Posted 24 сентября 2012, 20:00
Published 24 сентября 2012, 20:00
Modified 8 марта, 02:23
Updated 8 марта, 02:23
– Андрей Сергеевич, в преддверии премьеры «Трех сестер» расскажите, почему вы сейчас обратились именно к этой пьесе Чехова?
– Ну это вопрос, на который я никогда не буду отвечать! Просто потому, что у композитора нельзя спрашивать, почему вы дирижируете девятой симфонией, вы же дирижировали ей уже в прошлом году? Это – бессмысленно! Потому что тенденция ответов: я выбрал это потому, что там говорится... Это все такая лабуда! Чехова можно ставить хоть каждые десять лет, и все это будет по-разному! Лучше бы вы спросили меня, как я отношусь к театру? Это вопрос интересный. На это я могу ответить.
– С удовольствием спрошу. Так как вы относитесь к театру?
– Дело в том, что кино не может заменить театр. У театра есть своя сила и своя магия, которая невозможна в кино. Магия присутствия. И то, что сегодня – хорошо, завтра – гениально, послезавтра может быть ужасно. Это – магия уникальности, неповторимости события. Вот эта неповторимость события и дает возможность зрителю каждый раз увидеть пьесу с разных точек зрения. Не бывает, чтобы сегодня кино посмотрел, а завтра оно – другое. А в театре есть живое дыхание. Потом спектакль становится лучше или хуже, он может выходить на удивительные высоты, а потом спускаться и вообще умереть... Театр – это живая вещь, театр живет так же, как зритель. А кино – вещь законсервированная. Оно меняется только с изменением интеллектуального уровня или вкусов зрителя. Это – первое. А второе – в театре очень важна литература. Театром может наслаждаться слепой. А кино – может наслаждаться глухой. И поэтому в театре важен звук и интонация, с которой сказано слово, и важно – какое слово. Кино гораздо грубее в этом смысле. Кино «не видит» многих вещей, которые происходят в театре, в то же время в театре не видно тех вещей, которые можно сделать в кино. Вот и все. Это абсолютно разные виды искусства. Когда я работаю в кино – это один принцип, и он может быть ужасен в театре, а когда работаю в театре – это абсолютно другой принцип, и он может быть ужасен в кинематографе. И когда некоторые критики пишут, что кинорежиссер Кончаловский применил в театре киноприемы, это оттого, что они не знают, что такое кино и что такое театр!
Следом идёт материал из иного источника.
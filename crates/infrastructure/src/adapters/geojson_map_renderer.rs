//! GeoJSON map renderer - Implements MapRendererPort
//!
//! Keeps the displayed markers and polylines and exports them as a GeoJSON
//! `FeatureCollection` that any web map can load. Like a hosted map widget,
//! it refuses to initialise without a maps API key.

use std::collections::BTreeMap;

use application::error::ApplicationError;
use application::ports::MapRendererPort;
use application::services::{Marker, MarkerDiff, MarkerKey, Polyline};
use domain::value_objects::GeoLocation;
use serde_json::{Value, json};
use tracing::{debug, info};

/// Map view state
#[derive(Debug, Clone, Copy, PartialEq)]
struct Viewport {
    center: GeoLocation,
    zoom: u8,
}

/// Renders the map scene to GeoJSON
#[derive(Debug, Default)]
pub struct GeoJsonMapRenderer {
    has_api_key: bool,
    viewport: Option<Viewport>,
    markers: BTreeMap<MarkerKey, Marker>,
    polylines: Vec<Polyline>,
}

impl GeoJsonMapRenderer {
    /// Create a renderer; `has_api_key` gates initialisation
    #[must_use]
    pub fn new(has_api_key: bool) -> Self {
        Self {
            has_api_key,
            ..Self::default()
        }
    }

    /// Whether `initialize` succeeded
    #[must_use]
    pub const fn is_initialized(&self) -> bool {
        self.viewport.is_some()
    }

    /// Number of markers on display
    #[must_use]
    pub fn marker_count(&self) -> usize {
        self.markers.len()
    }

    /// Displayed markers, ordered by key
    pub fn markers(&self) -> impl Iterator<Item = &Marker> {
        self.markers.values()
    }

    /// Export the display as a GeoJSON `FeatureCollection`
    ///
    /// Polylines come first so markers draw over them. The viewport is
    /// carried in a top-level `view` member.
    #[must_use]
    pub fn feature_collection(&self) -> Value {
        let lines = self.polylines.iter().map(|line| {
            json!({
                "type": "Feature",
                "geometry": {
                    "type": "LineString",
                    "coordinates": line.path.iter().map(position).collect::<Vec<_>>(),
                },
                "properties": {
                    "route_id": line.route_id,
                    "stroke": line.color,
                },
            })
        });
        let points = self.markers.values().map(|marker| {
            json!({
                "type": "Feature",
                "geometry": {
                    "type": "Point",
                    "coordinates": position(&marker.location),
                },
                "properties": {
                    "marker": marker.key,
                    "marker-color": marker.color,
                    "detail": marker.detail,
                },
            })
        });

        let mut collection = json!({
            "type": "FeatureCollection",
            "features": lines.chain(points).collect::<Vec<_>>(),
        });
        if let (Some(viewport), Some(object)) = (self.viewport, collection.as_object_mut()) {
            object.insert(
                "view".to_string(),
                json!({
                    "center": position(&viewport.center),
                    "zoom": viewport.zoom,
                }),
            );
        }
        collection
    }
}

/// GeoJSON positions are `[longitude, latitude]`
fn position(location: &GeoLocation) -> [f64; 2] {
    [location.longitude(), location.latitude()]
}

impl MapRendererPort for GeoJsonMapRenderer {
    fn initialize(&mut self, center: GeoLocation, zoom: u8) -> Result<(), ApplicationError> {
        if !self.has_api_key {
            return Err(ApplicationError::MapUnavailable("missing API key".to_string()));
        }
        self.viewport = Some(Viewport { center, zoom });
        info!(%center, zoom, "Map initialized");
        Ok(())
    }

    fn apply(&mut self, diff: &MarkerDiff, polylines: &[Polyline]) -> Result<(), ApplicationError> {
        if !self.is_initialized() {
            return Err(ApplicationError::MapUnavailable(
                "map is not initialized".to_string(),
            ));
        }

        for key in &diff.removed {
            if self.markers.remove(key).is_none() {
                debug!(?key, "Removed marker was not displayed");
            }
        }
        for marker in diff.added.iter().chain(&diff.updated) {
            self.markers.insert(marker.key.clone(), marker.clone());
        }
        self.polylines = polylines.to_vec();

        debug!(
            added = diff.added.len(),
            removed = diff.removed.len(),
            updated = diff.updated.len(),
            markers = self.markers.len(),
            "Applied marker diff"
        );
        Ok(())
    }
}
– Вы считаете, что невозможно найти золотую середину и соединить зримое со звучащим?
– Найдите золотую середину между балетом и оперой, и вам памятник поставят!
– Но не хотите же вы сказать, что в кино текст вообще не имеет значения?
– Именно. В кино текст не имеет значения. Поэтому большое кино можно смотреть без перевода. Так же, как балет или оперу. А в театре это практически невозможно. В театре литература играет роль гораздо большую, чем в кино. Поэтому было немое кино. А немой театр – это уже не театр, а пантомима.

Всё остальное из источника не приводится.